Карьеризм — вообще одна из черт молодого поколения в советской стране. Среди старых коммунистов есть много бескорыстных и беззаветно преданных, если и не рабоче-крестьянскому, то партийному делу. В комсомоле — все от карьеризма. Даже популярность среди них того или другого вождя — по инструкции из центра. И теперь, когда Троцкий, в связи с оппозицией, не в фаворе, — всякий провинциальный комсомолец по любому поводу будет ругать его… Когда статьи Коллонтай о половом вопросе вызвали неудовольствие в московских «сферах», — несчастная Коллонтай сделалась мишенью для всех комсомольских постановок, всевозможных куплетов «Синей блузы», а с легкой руки последней, — и заезжих эстрадных куплетистов…
Все эти мысли бродили в голове, пока я сидела одна на скамейке городского сада.
Но вот струя новых наблюдений вытеснила их: на соседней скамейке расселась новая компания проституток…
Их было трое. Одна высокая, с резким голосом и жестами, с визгливыми, как две маленькие собачонки, глазами, — с носом, нахально, точно подол, задранным… И, вероятно, — хорошая душа…
Вторая — красивая, полная, — с равнодушным, немного заспанным лицом… И в то же время, как первая вызывающе естественно смеется, стараясь обратить на себя внимание, она вяло и инертно дожидается, пока кто-нибудь ее пригласит…
Третья — собственно говоря, еще не «гулящая». Но несомненно будет гулящей.
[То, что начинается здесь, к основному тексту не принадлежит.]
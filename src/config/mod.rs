//! Configuration management module
//!
//! Provides configuration management with:
//! - TOML-based configuration files
//! - Environment variable overrides (`ACTION_SHEET__SHEET__WRAP_TEXT=false`)
//! - Validation of the values the host application depends on

pub mod sheet;

pub use sheet::{IconSize, SharedConfiguration, SheetConfiguration, TextFont};

use serde::{Deserialize, Serialize};
use std::path::{Path, PathBuf};
use tokio::fs;
use tracing::{debug, info};

use crate::error::{AppError, AppResult};

/// File looked up in the working directory before the user config directory
pub const LOCAL_CONFIG_FILE: &str = "./action-sheet.toml";

/// Prefix of environment overrides, nested keys separated by `__`
pub const ENV_PREFIX: &str = "ACTION_SHEET";

/// Main application configuration
#[derive(Debug, Clone, Default, PartialEq, Serialize, Deserialize)]
#[serde(default)]
pub struct Config {
    /// Host application settings
    pub app: AppConfig,
    /// Action sheet style
    pub sheet: SheetConfiguration,
}

impl Config {
    /// Load configuration from default locations
    ///
    /// Search order:
    /// 1. ./action-sheet.toml
    /// 2. ~/.config/action-sheet/config.toml
    /// 3. Default configuration
    ///
    /// Environment overrides are applied on top of whichever source wins.
    pub async fn load() -> AppResult<Self> {
        info!("Loading application configuration");

        let mut candidates = vec![PathBuf::from(LOCAL_CONFIG_FILE)];
        if let Some(path) = Self::get_user_config_path() {
            candidates.push(path);
        }

        for path in candidates {
            if fs::try_exists(&path).await.unwrap_or(false) {
                info!("Loaded configuration from {}", path.display());
                return Self::load_layered(Some(&path));
            }
        }

        info!("Using default configuration");
        Self::load_layered(None)
    }

    /// Build the configuration from an optional file plus the environment
    pub fn load_layered(path: Option<&Path>) -> AppResult<Self> {
        let mut builder = config::Config::builder();
        if let Some(path) = path {
            builder = builder.add_source(config::File::from(path.to_path_buf()));
        }

        let config: Config = builder
            .add_source(
                config::Environment::with_prefix(ENV_PREFIX)
                    .prefix_separator("__")
                    .separator("__")
                    .try_parsing(true),
            )
            .build()?
            .try_deserialize()?;

        config.validate()?;
        Ok(config)
    }

    /// Load configuration from a specific file, without environment overrides
    pub async fn load_from_file<P: AsRef<Path>>(path: P) -> AppResult<Self> {
        let path = path.as_ref();
        debug!("Loading configuration from: {}", path.display());

        let content = fs::read_to_string(path).await?;
        let config: Config = toml::from_str(&content)?;

        config.validate()?;

        Ok(config)
    }

    /// Save configuration to a file
    pub async fn save_to_file<P: AsRef<Path>>(&self, path: P) -> AppResult<()> {
        let path = path.as_ref();
        debug!("Saving configuration to: {}", path.display());

        if let Some(parent) = path.parent() {
            fs::create_dir_all(parent).await?;
        }

        let content = toml::to_string_pretty(self)?;
        fs::write(path, content).await?;

        info!("Configuration saved to: {}", path.display());
        Ok(())
    }

    /// Validate configuration
    ///
    /// Only host settings are checked; sheet style values are accepted as is.
    pub fn validate(&self) -> AppResult<()> {
        debug!("Validating configuration");

        if self.app.tick_rate_ms == 0 {
            return Err(AppError::application("tick_rate_ms must be greater than 0"));
        }

        debug!("Configuration validation passed");
        Ok(())
    }

    /// Get user configuration directory path
    fn get_user_config_path() -> Option<PathBuf> {
        dirs::config_dir().map(|mut path| {
            path.push("action-sheet");
            path.push("config.toml");
            path
        })
    }
}

/// Host application configuration
#[derive(Debug, Clone, PartialEq, Serialize, Deserialize)]
#[serde(default)]
pub struct AppConfig {
    /// Application name shown in the host screen title
    pub name: String,
    /// Log level used when RUST_LOG is unset
    pub log_level: String,
    /// Frame/tick interval in milliseconds (drives animations)
    pub tick_rate_ms: u64,
    /// Enable mouse support
    pub enable_mouse: bool,
}

impl Default for AppConfig {
    fn default() -> Self {
        Self {
            name: "Action Sheet".to_string(),
            log_level: if cfg!(debug_assertions) {
                "debug"
            } else {
                "info"
            }
            .to_string(),
            tick_rate_ms: 16,
            enable_mouse: true,
        }
    }
}
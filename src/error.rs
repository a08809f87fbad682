//! Error handling for the action sheet demo host
//!
//! The sheet widget itself never fails: empty action lists, missing icons and
//! missing handlers are all valid input. Errors only arise around it, while
//! loading configuration and driving the terminal.

use thiserror::Error;

/// Application result type alias
pub type AppResult<T> = std::result::Result<T, AppError>;

/// Main application error enum
#[derive(Error, Debug)]
pub enum AppError {
    /// I/O operation errors
    #[error("IO error: {0}")]
    Io(#[from] std::io::Error),

    /// Layered configuration errors (file + environment)
    #[error("Configuration error: {0}")]
    Config(#[from] config::ConfigError),

    /// TOML parse errors
    #[error("TOML parse error: {0}")]
    TomlDe(#[from] toml::de::Error),

    /// TOML serialization errors
    #[error("TOML serialization error: {0}")]
    TomlSer(#[from] toml::ser::Error),

    /// Terminal/UI operation errors
    #[error("Terminal error: {0}")]
    Terminal(String),

    /// Application state errors
    #[error("State error: {message}")]
    State { message: String },

    /// Generic application errors
    #[error("Application error: {message}")]
    Application { message: String },
}

impl AppError {
    /// Create a new State error
    pub fn state<S: Into<String>>(message: S) -> Self {
        Self::State {
            message: message.into(),
        }
    }

    /// Create a new Application error
    pub fn application<S: Into<String>>(message: S) -> Self {
        Self::Application {
            message: message.into(),
        }
    }

    /// Check if the error is recoverable
    pub fn is_recoverable(&self) -> bool {
        match self {
            AppError::Io(_) => false,
            AppError::Config(_) => false,
            AppError::TomlDe(_) => false,
            AppError::TomlSer(_) => true,
            AppError::Terminal(_) => false,
            AppError::State { .. } => true,
            AppError::Application { .. } => true,
        }
    }

    /// Get error severity level
    pub fn severity(&self) -> ErrorSeverity {
        match self {
            AppError::Io(_) => ErrorSeverity::High,
            AppError::Config(_) => ErrorSeverity::High,
            AppError::TomlDe(_) => ErrorSeverity::High,
            AppError::TomlSer(_) => ErrorSeverity::Medium,
            AppError::Terminal(_) => ErrorSeverity::Critical,
            AppError::State { .. } => ErrorSeverity::Medium,
            AppError::Application { .. } => ErrorSeverity::Medium,
        }
    }
}

/// Error severity levels for logging
#[derive(Debug, Clone, Copy, PartialEq, Eq)]
pub enum ErrorSeverity {
    Low,
    Medium,
    High,
    Critical,
}

impl ErrorSeverity {
    /// Convert severity to string for logging
    pub fn as_str(&self) -> &'static str {
        match self {
            ErrorSeverity::Low => "LOW",
            ErrorSeverity::Medium => "MEDIUM",
            ErrorSeverity::High => "HIGH",
            ErrorSeverity::Critical => "CRITICAL",
        }
    }
}
use action_sheet::{
    app::demo::run_headless_demo, config::Config, error::AppError, initialize_logging, App,
    AppResult,
};
use ratatui::layout::Rect;
use std::{env, process, time::Instant};
use tracing::{info, warn};

#[tokio::main]
async fn main() -> AppResult<()> {
    // Parse command line arguments first (before logging to avoid noise)
    let args: Vec<String> = env::args().collect();

    if args.contains(&"--version".to_string()) || args.contains(&"-V".to_string()) {
        println!("{} {}", env!("CARGO_PKG_NAME"), env!("CARGO_PKG_VERSION"));
        process::exit(0);
    }

    if args.contains(&"--help".to_string()) || args.contains(&"-h".to_string()) {
        print_help();
        process::exit(0);
    }

    let config = Config::load().await?;
    initialize_logging(&config.app.log_level).map_err(|e| AppError::application(e.to_string()))?;

    let demo_mode = args.contains(&"--demo".to_string())
        || env::var("ACTION_SHEET_DEMO_MODE").is_ok()
        || env::var("TERM").unwrap_or_default().is_empty();

    if demo_mode {
        run_demo_mode(&config);
        return Ok(());
    }

    let start_time = Instant::now();
    let app = App::with_config(config.clone());
    info!("Interactive mode ready in {:?}", start_time.elapsed());

    if let Err(e) = app.run().await {
        warn!("TUI mode failed: {}. Falling back to demo mode.", e);
        warn!("Use 'action-sheet-demo --demo' to run in demo mode explicitly.");
        run_demo_mode(&config);
    }
    Ok(())
}

fn run_demo_mode(config: &Config) {
    info!("Running scripted action sheet demo");
    let report = run_headless_demo(config.sheet.clone(), Rect::new(0, 0, 80, 24), 0);

    info!("List settled at {:?} (scrolling: {})", report.resting_frame, report.scroll_enabled);
    info!("Handlers run: {:?}", report.chosen);
    info!("Dismiss notifications: {}", report.dismiss_count);
    info!("Layers left on surface: {}", report.layers_after);
    info!("Frames simulated: {}", report.frames);
}

fn print_help() {
    println!("{} {}", env!("CARGO_PKG_NAME"), env!("CARGO_PKG_VERSION"));
    println!("{}", env!("CARGO_PKG_DESCRIPTION"));
    println!();
    println!("USAGE:");
    println!("    action-sheet-demo [OPTIONS]");
    println!();
    println!("OPTIONS:");
    println!("    -h, --help       Print this help message and exit");
    println!("    -V, --version    Print version information and exit");
    println!("        --demo       Run the scripted demo (non-interactive)");
    println!();
    println!("ENVIRONMENT:");
    println!("    ACTION_SHEET_DEMO_MODE       Set to run in demo mode");
    println!("    ACTION_SHEET__SHEET__<KEY>   Override a sheet style option");
    println!("    RUST_LOG                     Set logging level (logs go to stderr)");
    println!();
    println!("KEYS:");
    println!("    Space      Open the attach sheet");
    println!("    s          Open the share sheet");
    println!("    Up/Down    Move the highlight");
    println!("    Enter      Pick the highlighted action");
    println!("    Esc        Dismiss the sheet / quit");
}
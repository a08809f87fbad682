//! Non-interactive walkthrough of one sheet presentation
//!
//! Runs the whole lifecycle against an in-memory surface and host, with a
//! simulated clock, and reports what a user would have seen.

use ratatui::layout::Rect;
use std::{
    cell::{Cell, RefCell},
    rc::Rc,
    time::{Duration, Instant},
};
use tracing::info;

use crate::{
    config::{SharedConfiguration, SheetConfiguration},
    sheet::{
        Action, ModalStack, Overlay, OverlaySurface, SharedHost, SharedSurface, SheetController,
        SheetState,
    },
};

/// Simulated frame interval
const FRAME: Duration = Duration::from_millis(16);

/// Outcome of [`run_headless_demo`]
#[derive(Debug, Clone, PartialEq, Eq)]
pub struct DemoReport {
    /// Titles whose handlers ran, in order
    pub chosen: Vec<String>,
    /// Times the dismiss callback fired
    pub dismiss_count: usize,
    /// List frame once the sheet settled
    pub resting_frame: Rect,
    pub scroll_enabled: bool,
    /// Overlay layers left on the surface at the end
    pub layers_after: usize,
    /// Simulated frames until the sheet was gone
    pub frames: usize,
}

/// Present a sheet on a `bounds`-sized surface, pick row `pick`, and run
/// until the sheet is detached
pub fn run_headless_demo(configuration: SheetConfiguration, bounds: Rect, pick: usize) -> DemoReport {
    let chosen = Rc::new(RefCell::new(Vec::new()));
    let actions: Vec<Action> = [("📷", "Camera"), ("🖼", "Library"), ("📁", "Files")]
        .into_iter()
        .map(|(icon, title)| {
            let chosen = chosen.clone();
            Action::new(title)
                .with_icon(icon)
                .with_handler(move || chosen.borrow_mut().push(title.to_string()))
        })
        .chain(std::iter::once(Action::new("Cancel")))
        .collect();

    let surface = Rc::new(RefCell::new(OverlaySurface::new(bounds)));
    let host = Rc::new(RefCell::new(ModalStack::new()));
    let shared_surface: SharedSurface = surface.clone();
    let shared_host: SharedHost = host.clone();

    let mut sheet = SheetController::new(
        actions,
        SharedConfiguration::new(configuration),
        shared_surface,
    );
    let dismiss_count = Rc::new(Cell::new(0));
    let counter = dismiss_count.clone();
    sheet.set_on_dismiss(move || counter.set(counter.get() + 1));

    let mut now = Instant::now();
    let mut frames = 0;
    sheet.present(shared_host, now);

    while sheet.state() != SheetState::Visible {
        now += FRAME;
        frames += 1;
        sheet.tick(now);
    }
    let resting_frame = sheet.list().frame();
    let scroll_enabled = sheet.list().scroll_enabled();
    info!(?resting_frame, scroll_enabled, "sheet settled");

    if !sheet.select_row(pick, now) {
        sheet.tap_backdrop(now);
    }
    while sheet.is_open() {
        now += FRAME;
        frames += 1;
        sheet.tick(now);
    }

    let chosen = chosen.borrow().clone();
    let layers_after = surface.borrow().layers().len();
    info!(?chosen, frames, "sheet detached");

    DemoReport {
        chosen,
        dismiss_count: dismiss_count.get(),
        resting_frame,
        scroll_enabled,
        layers_after,
        frames,
    }
}
//! Scripted demo walkthrough tests

use action_sheet::{app::demo::run_headless_demo, SheetConfiguration};
use ratatui::layout::Rect;

#[test]
fn test_demo_runs_picked_handler_after_detaching() {
    let report = run_headless_demo(SheetConfiguration::default(), Rect::new(0, 0, 80, 24), 1);

    assert_eq!(report.chosen, vec!["Library".to_string()]);
    assert_eq!(report.dismiss_count, 1);
    assert_eq!(report.layers_after, 0);
    assert_eq!(report.resting_frame, Rect::new(0, 12, 80, 12));
    assert!(!report.scroll_enabled);
    assert!(report.frames > 0);
}

#[test]
fn test_demo_cancel_row_has_no_handler() {
    let report = run_headless_demo(SheetConfiguration::default(), Rect::new(0, 0, 80, 24), 3);

    assert!(report.chosen.is_empty());
    assert_eq!(report.dismiss_count, 1);
}

#[test]
fn test_demo_out_of_range_pick_taps_backdrop() {
    let report = run_headless_demo(SheetConfiguration::default(), Rect::new(0, 0, 80, 24), 42);

    assert!(report.chosen.is_empty());
    assert_eq!(report.dismiss_count, 1);
    assert_eq!(report.layers_after, 0);
}

#[test]
fn test_demo_short_terminal_scrolls() {
    // 4 rows of 3 against a 10-row surface capped at 6
    let report = run_headless_demo(SheetConfiguration::default(), Rect::new(0, 0, 40, 10), 0);

    assert!(report.scroll_enabled);
    assert_eq!(report.resting_frame, Rect::new(0, 4, 40, 6));
    assert_eq!(report.chosen, vec!["Camera".to_string()]);
}

#[test]
fn test_demo_zero_duration_finishes_quickly() {
    let configuration = SheetConfiguration {
        animation_duration_ms: 0,
        ..SheetConfiguration::default()
    };
    let report = run_headless_demo(configuration, Rect::new(0, 0, 80, 24), 0);

    assert_eq!(report.frames, 2);
    assert_eq!(report.chosen, vec!["Camera".to_string()]);
}
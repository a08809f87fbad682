//! Style configuration consumed by the sheet controller and its rows

use ratatui::style::{Color, Modifier, Style};
use serde::{Deserialize, Serialize};
use std::{cell::RefCell, rc::Rc, time::Duration};

/// Style options for an action sheet.
///
/// Values are taken as given. Alpha outside `0.0..=1.0`, a zero duration or an
/// oversized icon box are not rejected; they simply produce the corresponding
/// (possibly odd) rendering.
#[derive(Debug, Clone, PartialEq, Serialize, Deserialize)]
#[serde(default)]
pub struct SheetConfiguration {
    /// Color the backdrop blends the surface toward
    #[serde(with = "color_string")]
    pub dim_background_color: Color,
    /// Backdrop strength once fully shown
    pub dim_background_alpha: f64,
    /// Duration of both the show and the dismiss animation
    pub animation_duration_ms: u64,
    /// Row title font
    pub text_font: TextFont,
    /// Row title color
    #[serde(with = "color_string")]
    pub text_color: Color,
    /// `true` keeps every title on a single line, `false` lets it wrap
    pub wrap_text: bool,
    /// Box the icon glyph is placed into
    pub icon_size: IconSize,
    /// Maximum list height in rows; `None` means two thirds of the surface
    #[serde(skip_serializing_if = "Option::is_none")]
    pub max_height: Option<u16>,
}

impl Default for SheetConfiguration {
    fn default() -> Self {
        Self {
            dim_background_color: Color::Black,
            dim_background_alpha: 0.3,
            animation_duration_ms: 250,
            text_font: TextFont::default(),
            text_color: Color::DarkGray,
            wrap_text: true,
            icon_size: IconSize::default(),
            max_height: None,
        }
    }
}

impl SheetConfiguration {
    pub fn animation_duration(&self) -> Duration {
        Duration::from_millis(self.animation_duration_ms)
    }

    /// Maximum list height for a surface of the given height
    pub fn resolved_max_height(&self, surface_height: u16) -> u16 {
        self.max_height
            .unwrap_or_else(|| (u32::from(surface_height) * 2 / 3) as u16)
    }

    /// Style applied to row titles
    pub fn text_style(&self) -> Style {
        Style::default()
            .fg(self.text_color)
            .add_modifier(self.text_font.modifier())
    }
}

/// Terminal rendition of a font: the attributes a cell can carry
#[derive(Debug, Clone, Copy, Default, PartialEq, Eq, Serialize, Deserialize)]
#[serde(default)]
pub struct TextFont {
    pub bold: bool,
    pub italic: bool,
    pub underlined: bool,
}

impl TextFont {
    pub fn modifier(&self) -> Modifier {
        let mut modifier = Modifier::empty();
        if self.bold {
            modifier |= Modifier::BOLD;
        }
        if self.italic {
            modifier |= Modifier::ITALIC;
        }
        if self.underlined {
            modifier |= Modifier::UNDERLINED;
        }
        modifier
    }
}

/// Icon box in terminal cells
#[derive(Debug, Clone, Copy, PartialEq, Eq, Serialize, Deserialize)]
pub struct IconSize {
    pub width: u16,
    pub height: u16,
}

impl Default for IconSize {
    fn default() -> Self {
        Self {
            width: 2,
            height: 1,
        }
    }
}

/// Handle to one configuration value shared by every holder of a clone.
///
/// Controllers built from clones of the same handle observe each other's
/// writes (last writer wins). Controllers built from separate handles are
/// fully independent.
#[derive(Debug, Clone, Default)]
pub struct SharedConfiguration(Rc<RefCell<SheetConfiguration>>);

impl SharedConfiguration {
    pub fn new(configuration: SheetConfiguration) -> Self {
        Self(Rc::new(RefCell::new(configuration)))
    }

    /// Snapshot of the current value
    pub fn get(&self) -> SheetConfiguration {
        self.0.borrow().clone()
    }

    pub fn set(&self, configuration: SheetConfiguration) {
        *self.0.borrow_mut() = configuration;
    }

    /// Mutate the shared value in place
    pub fn update<F: FnOnce(&mut SheetConfiguration)>(&self, f: F) {
        f(&mut self.0.borrow_mut());
    }

    /// Whether both handles point at the same value
    pub fn is_shared_with(&self, other: &SharedConfiguration) -> bool {
        Rc::ptr_eq(&self.0, &other.0)
    }
}

mod color_string {
    use ratatui::style::Color;
    use serde::{Deserialize, Deserializer, Serializer};
    use std::str::FromStr;

    pub fn serialize<S: Serializer>(color: &Color, serializer: S) -> Result<S::Ok, S::Error> {
        serializer.serialize_str(&color.to_string())
    }

    pub fn deserialize<'de, D: Deserializer<'de>>(deserializer: D) -> Result<Color, D::Error> {
        let raw = String::deserialize(deserializer)?;
        Color::from_str(&raw)
            .map_err(|_| serde::de::Error::custom(format!("invalid color `{}`", raw)))
    }
}

#[cfg(test)]
mod tests {
    use super::*;

    #[test]
    fn test_defaults_follow_compact_single_line_rows() {
        let configuration = SheetConfiguration::default();
        assert!(configuration.wrap_text);
        assert_eq!(configuration.dim_background_alpha, 0.3);
        assert_eq!(configuration.animation_duration(), Duration::from_millis(250));
        assert_eq!(configuration.icon_size, IconSize { width: 2, height: 1 });
    }

    #[test]
    fn test_max_height_defaults_to_two_thirds() {
        let mut configuration = SheetConfiguration::default();
        assert_eq!(configuration.resolved_max_height(24), 16);
        assert_eq!(configuration.resolved_max_height(10), 6);

        configuration.max_height = Some(40);
        assert_eq!(configuration.resolved_max_height(24), 40);
    }

    #[test]
    fn test_out_of_range_values_pass_through() {
        let shared = SharedConfiguration::default();
        shared.update(|c| {
            c.dim_background_alpha = 4.0;
            c.animation_duration_ms = 0;
        });

        let configuration = shared.get();
        assert_eq!(configuration.dim_background_alpha, 4.0);
        assert_eq!(configuration.animation_duration(), Duration::ZERO);
    }

    #[test]
    fn test_clones_share_last_write() {
        let first = SharedConfiguration::default();
        let second = first.clone();
        let independent = SharedConfiguration::default();

        second.update(|c| c.wrap_text = false);

        assert!(!first.get().wrap_text);
        assert!(independent.get().wrap_text);
        assert!(first.is_shared_with(&second));
        assert!(!first.is_shared_with(&independent));
    }

    #[test]
    fn test_text_style_carries_font_and_color() {
        let configuration = SheetConfiguration {
            text_font: TextFont {
                bold: true,
                italic: false,
                underlined: true,
            },
            text_color: Color::Cyan,
            ..SheetConfiguration::default()
        };

        let style = configuration.text_style();
        assert_eq!(style.fg, Some(Color::Cyan));
        assert!(style.add_modifier.contains(Modifier::BOLD));
        assert!(style.add_modifier.contains(Modifier::UNDERLINED));
        assert!(!style.add_modifier.contains(Modifier::ITALIC));
    }

    #[test]
    fn test_colors_parse_from_strings() {
        let configuration: SheetConfiguration = toml::from_str(
            r##"
            dim_background_color = "#202020"
            text_color = "yellow"
            wrap_text = false
            "##,
        )
        .unwrap();

        assert_eq!(configuration.dim_background_color, Color::Rgb(0x20, 0x20, 0x20));
        assert_eq!(configuration.text_color, Color::Yellow);
        assert!(!configuration.wrap_text);
        assert_eq!(configuration.animation_duration_ms, 250);
    }

    #[test]
    fn test_invalid_color_is_rejected() {
        let result: Result<SheetConfiguration, _> =
            toml::from_str(r#"text_color = "not-a-color""#);
        assert!(result.is_err());
    }
}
Маленькая упругая мусульманка, с безответными и скрытными мусульманскими глазами… Она сдружилась с двумя первыми и по дружбе сопровождает их. Когда ее развязная подруга отпускает слишком уж вольные шутки, она смущенно останавливает ее, а когда та неожиданно, не то расшалившись, не то для рекламы, циничным жестом задирает подол, она тихо говорит ей:
— Если ты так себя вести будешь, то я с тобой больше ходить не буду… Ищи себе другую подругу! — и пересаживается на другую скамейку. Но сама она уже несколько раз уходила с посетителями. Пока еще бесплатно. Чтоб не отставать от подруг, из своеобразного самолюбия. — «И я, мол, могла бы “работать” не хуже вас, если б захотела… Вот видите, приглашают».
Вообще, ни в одной стране нет такого простого, почти неуловимого перехода от просто несколько распущенной женщины к профессиональной проститутке.
И та, и другая знакомится с мужчиной в любом месте; и та и другая готова принадлежать мужчине с первого же раза, после двух-трех переходных фраз или же заменяющих их жестов, без всякого предварительного ухаживания и знакомства, часто без всякой надежды, да, пожалуй, и без особого желания встретиться еще раз со своим случайным приятелем.
Проститутка в России не воспринимает себя психологически таким потерянным, всеми отверженным существом, как ее сестра в Западной Европе. Если в России легче скатиться до проституции, то легче и выкарабкаться из нее. Легче, но все-таки нелегко. Ибо пока существует безработица, проституция неизбежна, несмотря ни на какие женотделы, комсомолы, охраны материнства и прочие коммунистические начинания.
И, точно иллюстрацией к моим мыслям, звучит со скамейки напротив:
— И вот, милая моя, приходит это к ней третьего дня подруга. А она мертвая лежит. Пузырек и записка: «Работу найти надежды у меня больше не осталось. Телом своим торговать не хочу».
Там сидят все худенькие, очень бедно одетые девушки. Одна из них, помоложе, — та вот, что рассказывала, — выглядит изнуренной и все-таки жадной до жизни. Нет, она никогда не напишет такой записки. И когда-нибудь и она будет заманивать мужчин в этом же самом саду и жаркий блеск ее глаз, жадных до обыкновенной питательной и вкусной пищи, — вот сейчас бы колбаски чайной, да хлеба белого к ней побольше — будут принимать за любовный пыл…
Письмо седьмое
МОСКОВСК. ГУБ. КРИЗИС БРАКА
Кризис брака… — приевшееся, ничего не объясняющее сочетание слов… И все-таки — нужное, единственно определяющее состояние «брачного» вопроса в России.
Вопрос этот выпирает из всех привычных рамок, рассыпаясь на брачный, женский, «хулиганский» и проч. — подвопросики.
Возьму для иллюстрации несколько семей, которые подверглись особенной внутрисемейной разрухе. Пример первый:
Она — типичная русская интеллигентка, бывшая подпольщица, безукоризненно-щепетильно честная и немного старомодная и смешная, сохранившая в сорок лет свой вид «курсихи», стригущая свои — теперь уже с сильной проседью — волосы точь-в-точь той же некокетливой и залихватской стрижкой, как двадцать лет тому назад, и до сих пор не могущая без глубочайшего волнения душевного слышать два мотива, столь дорогих когда-то сердцу: «Интернационал» и… «Gaudeamus».
Пламенный, яростный член партии («Единой Российской Социал-демократической (фракции большевиков)» — как писалось тогда) — с 1905-го года.